# Need some help with workbench on cleat.



## Taf (Jun 6, 2016)

Well, it is official... my tiny workshop lean-to style shed is complete. And now I have to wait 72 hours for the floor paint to cure. Agony. 

But in the mean time it gives me a moment to hopefully figure out some stuff.

I will be using french cleats at every 8 inches down the longer walls until I get to the work bench on one side and rolling carts for saws on the other.

The trouble is the bench. I like the idea of keeping things mobile since I really don't know how to organize this tiny space and will probably need to move things around a lot to start with until I get fully settled. I also like the idea of keeping the legs off the floor if possible. So I thought about putting the bench itself on a larger cleat and then using pipes somehow to brace it up. 

Here is a picture to get an idea of the design...










Big questions here... 

1. What size/thickness does the cleat need to be for a workbench?

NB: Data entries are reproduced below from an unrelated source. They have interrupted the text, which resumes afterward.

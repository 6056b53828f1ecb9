use tokio::sync::watch;
use tracing::{debug, trace, warn};

use crate::accumulator::{Accumulator, OutputSnapshot};
use crate::cancel::CancellationToken;
use crate::config::DEFAULT_MAX_INPUT_CHARS;
use crate::errors::{ClientError, SessionFailure};
use crate::event::{self, Event};
use crate::sse::FrameAssembler;
use crate::transport::{ReadOutcome, RephraseRequest, StreamHandle, Transport, read_next};

const NO_STREAM_MESSAGE: &str = "response carried no readable stream";

/// Lifecycle of a [`Session`].
///
/// `Completed`, `Cancelled` and `Failed` are final.
#[derive(Clone, Debug, PartialEq, Eq)]
pub enum SessionState {
    /// Created, not started.
    Idle,
    /// Reading the event stream.
    Streaming,
    /// The server closed the stream without reporting an error.
    Completed,
    /// The cancellation token fired.
    Cancelled,
    /// The run stopped on a failure.
    Failed(SessionFailure),
}

impl SessionState {
    /// Returns true for `Completed`, `Cancelled` and `Failed`.
    pub fn is_terminal(&self) -> bool {
        matches!(self, Self::Completed | Self::Cancelled | Self::Failed(_))
    }

    /// Returns the failure, if the session failed.
    pub fn failure(&self) -> Option<&SessionFailure> {
        match self {
            Self::Failed(failure) => Some(failure),
            _ => None,
        }
    }
}

/// One rephrase run: a single request, its event stream, and the outputs
/// accumulated from it.
///
/// A session runs at most once. Retrying means creating a new session.
pub struct Session {
    session_id: uuid::Uuid,
    max_input_chars: usize,
    state: SessionState,
    assembler: FrameAssembler,
    outputs: Accumulator,
    deltas_applied: u64,
    token: CancellationToken,
    updates: watch::Sender<OutputSnapshot>,
    states: watch::Sender<SessionState>,
}

impl Default for Session {
    fn default() -> Self {
        Self::new(DEFAULT_MAX_INPUT_CHARS)
    }
}

impl Session {
    /// Creates an idle session that accepts inputs up to `max_input_chars`.
    pub fn new(max_input_chars: usize) -> Self {
        let (updates, _rx) = watch::channel(Accumulator::new());
        let (states, _rx) = watch::channel(SessionState::Idle);
        Self {
            session_id: uuid::Uuid::new_v4(),
            max_input_chars,
            state: SessionState::Idle,
            assembler: FrameAssembler::new(),
            outputs: Accumulator::new(),
            deltas_applied: 0,
            token: CancellationToken::new(),
            updates,
            states,
        }
    }

    /// Returns the session id used in logs.
    pub fn id(&self) -> uuid::Uuid {
        self.session_id
    }

    /// Returns the current state.
    ///
    /// [`run`](Self::run) borrows the session mutably until it returns, so
    /// this only ever shows `Idle` or a terminal state. Use
    /// [`watch_state`](Self::watch_state) to follow a run in progress.
    pub fn state(&self) -> &SessionState {
        &self.state
    }

    /// Returns the outputs accumulated so far.
    pub fn outputs(&self) -> &Accumulator {
        &self.outputs
    }

    /// Number of content deltas applied so far.
    pub fn deltas_applied(&self) -> u64 {
        self.deltas_applied
    }

    /// Returns a handle that cancels this session.
    pub fn cancel_token(&self) -> CancellationToken {
        self.token.clone()
    }

    /// Subscribes to output snapshots, published after every applied delta.
    pub fn subscribe(&self) -> watch::Receiver<OutputSnapshot> {
        self.updates.subscribe()
    }

    /// Subscribes to state transitions, including `Streaming`.
    pub fn watch_state(&self) -> watch::Receiver<SessionState> {
        self.states.subscribe()
    }

    /// Sends `input` through `transport` and consumes the event stream until
    /// it ends, fails, or is cancelled. Returns the terminal state.
    ///
    /// Invalid input is rejected with [`ClientError::Validation`] and leaves
    /// the session idle. Outputs applied before a failure or cancellation
    /// stay readable through [`outputs`](Self::outputs).
    pub async fn run<T: Transport + ?Sized>(
        &mut self,
        transport: &T,
        input: &str,
    ) -> Result<SessionState, ClientError> {
        if self.state != SessionState::Idle {
            return Err(ClientError::AlreadyStarted(self.session_id));
        }
        self.validate(input)?;

        self.outputs.clear();
        self.updates.send_replace(Accumulator::new());
        self.set_state(SessionState::Streaming);
        debug!(session_id = %self.session_id, "session streaming");

        let terminal = self.stream(transport, input).await;

        if let Some(tail) = std::mem::take(&mut self.assembler).finish() {
            debug!(session_id = %self.session_id, bytes = tail.len(), "discarding unterminated frame");
        }
        match &terminal {
            SessionState::Failed(failure) => {
                warn!(session_id = %self.session_id, deltas = self.deltas_applied, %failure, "session failed");
            }
            state => {
                debug!(session_id = %self.session_id, deltas = self.deltas_applied, ?state, "session finished");
            }
        }
        self.set_state(terminal.clone());
        Ok(terminal)
    }

    fn set_state(&mut self, state: SessionState) {
        self.state = state.clone();
        self.states.send_replace(state);
    }

    fn validate(&self, input: &str) -> Result<(), ClientError> {
        if input.trim().is_empty() {
            return Err(ClientError::Validation(
                "text input must not be empty".into(),
            ));
        }
        let chars = input.chars().count();
        if chars > self.max_input_chars {
            return Err(ClientError::Validation(format!(
                "text input too long ({chars} characters, max {})",
                self.max_input_chars
            )));
        }
        Ok(())
    }

    // The body stream is owned by this frame and dropped on every return.
    async fn stream<T: Transport + ?Sized>(&mut self, transport: &T, input: &str) -> SessionState {
        let request = RephraseRequest {
            text: input.to_string(),
        };
        let opened = tokio::select! {
            biased;
            _ = self.token.cancelled() => return SessionState::Cancelled,
            opened = transport.open(&request) => opened,
        };
        let mut body = match opened {
            Ok(StreamHandle { body: Some(body) }) => body,
            Ok(StreamHandle { body: None }) => {
                return SessionState::Failed(SessionFailure::Connection {
                    message: NO_STREAM_MESSAGE.to_string(),
                });
            }
            Err(err) => {
                return SessionState::Failed(SessionFailure::Connection {
                    message: err.message().to_string(),
                });
            }
        };

        loop {
            let chunk = match read_next(&mut body, &self.token).await {
                ReadOutcome::Data(chunk) => chunk,
                ReadOutcome::End => return SessionState::Completed,
                ReadOutcome::Cancelled => return SessionState::Cancelled,
                ReadOutcome::Failed(err) => {
                    return SessionState::Failed(SessionFailure::Transport {
                        message: err.message().to_string(),
                    });
                }
            };
            // Frames already in hand are dispatched even if the token fires
            // meanwhile; cancellation is observed at the next read.
            for frame in self.assembler.feed(&chunk) {
                match event::decode(&frame) {
                    Ok(Event::Content { style, content }) => self.apply(&style, &content),
                    Ok(Event::Noop(heartbeat)) => {
                        trace!(session_id = %self.session_id, ?heartbeat, "no-op frame");
                    }
                    Ok(Event::Error { message }) => {
                        return SessionState::Failed(SessionFailure::Application { message });
                    }
                    Err(err) => {
                        debug!(session_id = %self.session_id, payload = %err.payload, "undecodable frame");
                        return SessionState::Failed(err.into());
                    }
                }
            }
        }
    }

    fn apply(&mut self, style: &str, delta: &str) {
        self.outputs.apply(style, delta);
        self.deltas_applied = self.deltas_applied.saturating_add(1);
        trace!(session_id = %self.session_id, style, seq = self.deltas_applied, "content delta");
        self.updates.send_modify(|snapshot| snapshot.apply(style, delta));
    }
}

I am guessing larger than the 3/4 inch thick that the wall cleats will be?
2. Does anybody know what and how to get pipes and fittings that would attach to the bottom of the bench and wall support at a 45 degree angle?
3. Is this a completely silly idea altogether and won't work for some reason?

This is the general idea for begining my tiny workshop...










Here is a bit of the tiny workshop if you might be wondering... The interior is just over 7ft by 13ft.

BEFORE & AFTER
















INTERIOR


----------



## Rodrat (Aug 31, 2016)

I don't know much about it but I would be concerned that a hard push would pull it off the wall, damaging the work, work surface and possibly yourself. 

I would say it might need to be a little more permanently attached. In my experience cleats are great for wall hangings but I'm not sure I would trust them for something I'm going to be physically working on with large and heavy items.

Good luck on your shop though. Even if its small, its more than I currently have. I work between my basement and my dining room right now. lol


----------



## GeorgeC (Jul 30, 2008)

I do not understand your concern about having this workbench portable. This is a work shed.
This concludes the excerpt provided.